If you are contemplating taking out some cash to finance an upcoming project or event, you should figure out how the tax benefits of home equity loans could help you. First, you need to determine whether or not you would even profit from itemizing your deductions rather than simply taking the standard deduction. Usually it is those in the higher tax brackets that benefit most from taking the home equity tax deductions. Tax deductions come mostly from home loan interest (including first mortgages and home equity loans,) state and property taxes, and charitable contributions. The standard deduction for those married and filing jointly is $7,200. A head of household can deduct up to $6,350, and those married but filing separately get a standard deduction of $3,600. Single individuals get a $4,300 tax deduction. If these standard deductions total more than your combined deductions, you may not benefit much tax-wise from a home equity loan.
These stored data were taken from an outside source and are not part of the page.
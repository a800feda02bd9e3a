//! Transaction operations scoped to the signed in user.

use time::OffsetDateTime;

use crate::{
    Error,
    auth::UserId,
    transaction::{Transaction, TransactionPayload, TransactionStore},
    validation::validate_transaction_input,
};

/// List the transactions owned by `user_id`, newest first.
///
/// # Errors
/// Returns an [Error::Unauthenticated] if there is no user, or an internal
/// error if the store fails.
pub fn list_transactions(
    store: &impl TransactionStore,
    user_id: Option<&UserId>,
    limit: Option<u32>,
) -> Result<Vec<Transaction>, Error> {
    let user_id = user_id.ok_or(Error::Unauthenticated)?;

    store.get_by_user(user_id, limit)
}

/// Validate `payload` and store it as a new transaction owned by `user_id`.
///
/// A missing date defaults to the current time.
///
/// # Errors
/// Returns an [Error::Unauthenticated] if there is no user, an
/// [Error::InvalidInput] if `payload` is invalid, or an internal error if the
/// store fails. Nothing is stored when an error is returned.
pub fn create_transaction(
    store: &impl TransactionStore,
    user_id: Option<&UserId>,
    payload: TransactionPayload,
) -> Result<Transaction, Error> {
    let user_id = user_id.ok_or(Error::Unauthenticated)?;
    let new_transaction = validate_transaction_input(payload, OffsetDateTime::now_utc())?;

    let transaction = store.create(user_id, new_transaction)?;
    tracing::debug!(
        "Created transaction {} for user {user_id}",
        transaction.id
    );

    Ok(transaction)
}

#[cfg(test)]
mod transaction_service_tests {
    use std::sync::{Arc, Mutex};

    use rusqlite::Connection;
    use time::{Duration, OffsetDateTime};

    use crate::{
        Error,
        auth::UserId,
        db::initialize,
        transaction::{
            AmountInput, SQLiteTransactionStore, TransactionPayload, TransactionStore,
            TransactionType,
        },
    };

    use super::{create_transaction, list_transactions};

    fn get_test_store() -> SQLiteTransactionStore {
        let connection = Connection::open_in_memory().unwrap();
        initialize(&connection).unwrap();

        SQLiteTransactionStore::new(Arc::new(Mutex::new(connection)))
    }

    fn food_expense(amount: f64) -> TransactionPayload {
        TransactionPayload {
            amount: Some(AmountInput::Number(amount)),
            kind: Some("EXPENSE".to_owned()),
            category: Some("Food".to_owned()),
            ..Default::default()
        }
    }

    #[test]
    fn list_requires_user() {
        let store = get_test_store();

        let result = list_transactions(&store, None, None);

        assert_eq!(result, Err(Error::Unauthenticated));
    }

    #[test]
    fn create_requires_user() {
        let store = get_test_store();

        let result = create_transaction(&store, None, food_expense(50.0));

        assert_eq!(result, Err(Error::Unauthenticated));
    }

    #[test]
    fn create_then_list_returns_new_transaction_first() {
        let store = get_test_store();
        let user_id = UserId::new("user_1");
        create_transaction(
            &store,
            Some(&user_id),
            TransactionPayload {
                date: Some("2020-01-01".to_owned()),
                ..food_expense(10.0)
            },
        )
        .unwrap();

        let created = create_transaction(&store, Some(&user_id), food_expense(50.0)).unwrap();
        let listed = list_transactions(&store, Some(&user_id), None).unwrap();

        assert_eq!(listed.len(), 2);
        assert_eq!(listed[0], created);
        assert_eq!(listed[0].amount, 50.0);
        assert_eq!(listed[0].kind, TransactionType::Expense);
        assert_eq!(listed[0].category, "Food");
    }

    #[test]
    fn create_defaults_date_to_now() {
        let store = get_test_store();
        let user_id = UserId::new("user_1");

        let created = create_transaction(&store, Some(&user_id), food_expense(50.0)).unwrap();

        assert!((OffsetDateTime::now_utc() - created.date).abs() < Duration::seconds(5));
    }

    #[test]
    fn create_without_amount_persists_nothing() {
        let store = get_test_store();
        let user_id = UserId::new("user_1");
        let payload = TransactionPayload {
            amount: None,
            ..food_expense(0.0)
        };

        let result = create_transaction(&store, Some(&user_id), payload);

        assert!(matches!(result, Err(Error::InvalidInput(_))));
        assert_eq!(store.get_by_user(&user_id, None).unwrap(), vec![]);
    }
}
If your personal deductions add up to more than the standard deduction though, you will want to know more about how home equity loan interest tax rules. The interest you pay each year on your loan is deductible in that year, just like with your first home mortgage. Any points you pay are also deductible, but this amount must be amortized (or spread) over the entire course of the loan, meaning you only get to deduct a part of your points each year you have the loan. If you refinance the loan or simply pay it off early, you can deduct the complete balance of those points in that year.
Be aware, however, that there are certain exceptions to home equity loan tax deductions. You are not allowed to deduct interest paid on home equity mortgages that are tied to any other property than your first or second home. Also, if you take out a loan that exceeds the amount of equity you have in the house, you are not permitted to deduct any of the interest paid on the difference between the value of the house and the mortgage balance.
Be sure to consult your trusted tax professional for more specific information on your situation. It is nice to know, however, that a home equity loan may doubly benefit you; you get both cash for your needs immediately and tax deductions to save you money in the long run!